Chaque année, des millions de contribuables français se connectent à leur espace sur impots.gouv.fr avec la même intention : aller vite, valider les données pré-remplies, signer, et passer à autre chose. La déclaration semble simple parce qu’elle a été conçue pour le paraître. Mais cette simplicité apparente peut coûter cher à ceux qui la confondent avec une procédure sans risque.
Pour la déclaration 2026, l’administration fiscale a renforcé son système de croisement automatique des données. La DGFiP dispose désormais de connexions plus directes avec les établissements bancaires, les plateformes de paiement, et les sources de revenus à l’étranger. Ce que cela signifie concrètement : si vous déclarez vos revenus mais qu’une entrée d’argent sur l’un de vos comptes — même un compte secondaire, même un virement ponctuel d’un proche à l’étranger — ne correspond à rien dans votre déclaration, un signal d’alerte peut se déclencher automatiquement. Pas forcément un contrôle immédiat. Mais une anomalie enregistrée, qui peut revenir des mois plus tard sous la forme d’une demande d’explication.

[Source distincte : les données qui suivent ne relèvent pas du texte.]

//! # deepfilter-pipeline
//!
//! Real-time spectral speech enhancement around DeepFilterNet-style inference.
//!
//! The crate implements everything around the neural network: STFT framing with
//! overlap-add resynthesis, ERB and complex feature extraction, and the two-stage
//! filter (ERB gain mask, then deep filtering of the low-frequency bins over the
//! last few frames). The network itself sits behind the [`InferenceBackend`] trait;
//! [`OnnxInference`] runs the exported DeepFilterNet3 encoder and decoders with
//! ONNX Runtime.
//!
//! ## Quick Start
//!
//! Use [`DeepFilterStream`] for the simplest API - it handles buffering internally:
//!
//! ```ignore
//! use deepfilter_pipeline::DeepFilterStream;
//!
//! let mut stream = DeepFilterStream::from_model_dir(Path::new("models/dfn3"))?;
//! stream.warmup()?;
//!
//! // Process any length of audio (48kHz mono f32)
//! let enhanced = stream.process(&input_samples)?;
//! let tail = stream.flush()?;
//! ```
//!
//! ## API Levels
//!
//! - [`DeepFilterStream`] - Streaming API. Pass any number of samples.
//! - [`DeepFilterPipeline`] - Block API for audio callbacks. Exactly `hop_size`
//!   samples in, `hop_size` samples out, `frame_size - hop_size` samples of delay.
//! - [`Framer`], [`FeatureExtractor`], [`SpectralFilter`] - the individual stages.
//!
//! ## Processing
//!
//! ```text
//! audio ─► Framer::push ─► spectrum ─► FeatureExtractor ─► FeatureNorm ─► feat_erb, feat_spec
//!                             │                                               │
//!                             │                                  InferenceBackend (enc, erb_dec, df_dec)
//!                             ▼                                               │
//!                      SpectralFilter::apply ◄──────────── mask m, coefs ─────┘
//!                             │
//!                             ▼
//!                       Framer::pop ─► audio
//! ```
//!
//! Defaults: 48 kHz, 1024-sample Vorbis-windowed frames, 512-sample hop, 32 ERB
//! bands, 96 deep-filtered bins, 5 complex taps. A model's `config.ini` overrides
//! the band sizes ([`PipelineConfig::from_model_dir`]).
//!
//! ## Real-time Behaviour
//!
//! Inference is timed on every frame. A frame slower than one hop period counts as
//! a deadline miss in [`RealtimeStats`]; [`DeadlinePolicy`] decides whether the late
//! result is applied or the frame passes through unfiltered. Non-finite inference
//! results always pass through. Output blocks are never allowed to carry NaN.
//!
//! ## Hardware Acceleration
//!
//! Enable via Cargo features:
//!
//! ```toml
//! # iOS/macOS (CoreML)
//! deepfilter-pipeline = { path = "...", features = ["coreml"] }
//!
//! # NVIDIA GPU (CUDA)
//! deepfilter-pipeline = { path = "...", features = ["cuda"] }
//! ```
//!
//! ## Logging
//!
//! This crate uses the `log` crate for debug/info messages. Install any logger
//! in your application to see them.
//!
//! ## Thread Safety
//!
//! Each pipeline instance is independent and `Send`. Create separate instances
//! for parallel processing - they do not share state.

pub mod config;
pub mod erb;
pub mod features;
pub mod filter;
pub mod framer;
pub mod inference;
pub mod onnx;
pub mod pipeline;
pub mod transform;

use thiserror::Error;

pub use config::{DeadlinePolicy, PipelineConfig};
pub use erb::ErbBands;
pub use features::{FeatureExtractor, FeatureNorm, Features};
pub use filter::{HistoryRing, LsnrGate, SpectralFilter};
pub use framer::Framer;
pub use inference::{Encoded, InferenceBackend, InferenceResult, ModelContract, Passthrough, TensorSpec};
pub use onnx::OnnxInference;
pub use pipeline::{DeepFilterPipeline, DeepFilterStream, PipelineState, RealtimeStats};
pub use transform::{Transform, WindowType};

pub const SAMPLE_RATE: usize = 48000;
pub const FRAME_SIZE: usize = 1024;
pub const HOP_SIZE: usize = 512;
pub const NB_ERB: usize = 32;
pub const NB_DF: usize = 96;
pub const DF_ORDER: usize = 5;
pub const MIN_NB_ERB_FREQS: usize = 2;
pub const DEFAULT_NORM_ALPHA: f32 = 0.99;
// Match DeepFilterNet CLI defaults (enhance_wav.rs)
pub const MIN_DB_THRESH: f32 = -15.0;
pub const MAX_DB_ERB_THRESH: f32 = 35.0;
pub const MAX_DB_DF_THRESH: f32 = 35.0;

#[derive(Error, Debug)]
pub enum DfError {
    #[error("ONNX runtime error: {0}")]
    Onnx(#[from] ort::Error),
    #[error("Shape error: {0}")]
    Shape(#[from] ndarray::ShapeError),
    #[error("IO error: {0}")]
    Io(#[from] std::io::Error),
    #[error("FFT error: {0}")]
    Fft(#[from] realfft::FftError),
    #[error("Config error: {0}")]
    Config(String),
    #[error("Tensor '{tensor}' has shape {actual:?}, contract declares {expected:?}")]
    Contract {
        tensor: String,
        expected: Vec<i64>,
        actual: Vec<i64>,
    },
    #[error("Block of {actual} samples, expected {expected}")]
    BlockSize { expected: usize, actual: usize },
    #[error("Output contains NaN or infinity")]
    NonFinite,
}

pub type Result<T> = std::result::Result<T, DfError>;

// Verify that pipelines can be sent between threads
// This is a compile-time check - if it compiles, the types are Send
fn _assert_send<T: Send>() {}
fn _assert_pipeline_is_send() {
    _assert_send::<DeepFilterPipeline<OnnxInference>>();
    _assert_send::<DeepFilterStream<OnnxInference>>();
    _assert_send::<DeepFilterPipeline<Passthrough>>();
}

#[cfg(test)]
mod tests {
    use super::*;

    #[test]
    fn test_constants() {
        assert_eq!(FRAME_SIZE / 2 + 1, 513);
        assert_eq!(FRAME_SIZE % HOP_SIZE, 0);
        assert!(NB_DF < FRAME_SIZE / 2 + 1);
        assert_eq!(ModelContract::deepfilternet3(), ModelContract::with_sizes(NB_ERB, NB_DF, DF_ORDER));
    }

    #[test]
    fn test_error_messages() {
        let e = DfError::Contract {
            tensor: "coefs".to_string(),
            expected: vec![1, 1, 96, 10],
            actual: vec![1, 1, 96, 8],
        };
        assert_eq!(
            e.to_string(),
            "Tensor 'coefs' has shape [1, 1, 96, 8], contract declares [1, 1, 96, 10]"
        );
        let e = DfError::BlockSize { expected: 512, actual: 480 };
        assert_eq!(e.to_string(), "Block of 480 samples, expected 512");
    }
}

La section la plus risquée pour ceux qui ont des liens avec l’étranger est le formulaire 2047, qui concerne les revenus de source étrangère. Il ne s’agit pas uniquement des salaires perçus à l’étranger. Cela couvre aussi les virements reçus d’un parent vivant hors de France, les remboursements entre particuliers impliquant des comptes étrangers, ou les revenus de placements dans d’autres pays. Sans justification claire de la nature et de l’origine de ces sommes, elles peuvent être requalifiées en revenus imposables. Ce n’est pas une hypothèse théorique — c’est une procédure codifiée dans le code général des impôts, et elle s’applique dès lors que le fisc considère que des fonds ne peuvent être rattachés à une source clairement déclarée.
Le problème des données pré-remplies est plus discret mais tout aussi concret. Beaucoup de contribuables supposent que ce que l’administration a rempli à leur place est exact. En réalité, il arrive que des crédits d’impôt — pour la garde d’enfants, pour des travaux de rénovation énergétique, pour certains dons — ne soient pas correctement importés dans le formulaire. Valider sans vérifier, c’est risquer de payer plus que ce que vous devez légalement. L’administration ne remboursera pas spontanément ce que vous n’avez pas réclamé.
La section patrimoine mérite aussi une attention particulière, notamment pour ceux qui ont reçu des sommes importantes sous forme de prêts familiaux ou d’avances. Si vous mentionnez une dette dans votre déclaration de revenus sans être en mesure d’en justifier précisément l’origine — date, montant, identité du prêteur — l’administration peut décider que ces fonds constituent un revenu dissimulé et les imposer en conséquence. Il ne s’agit pas d’une interprétation abusive : c’est le fonctionnement normal du contrôle de cohérence patrimoniale.
Il y a quelque chose d’un peu déconcertant à observer, d’année en année, comment les outils de pré-remplissage sont vendus comme une simplification, alors que les points de contrôle se multiplient en parallèle. Pour les contribuables qui ont des situations simples — un seul employeur, pas de revenus extérieurs, pas de placements complexes — la déclaration est effectivement devenue plus rapide. Pour les autres, la vigilance reste de mise. Consulter un expert-comptable ou le service des impôts local avant de valider reste la meilleure protection contre une mauvaise surprise plusieurs mois après avoir cliqué sur « signer ».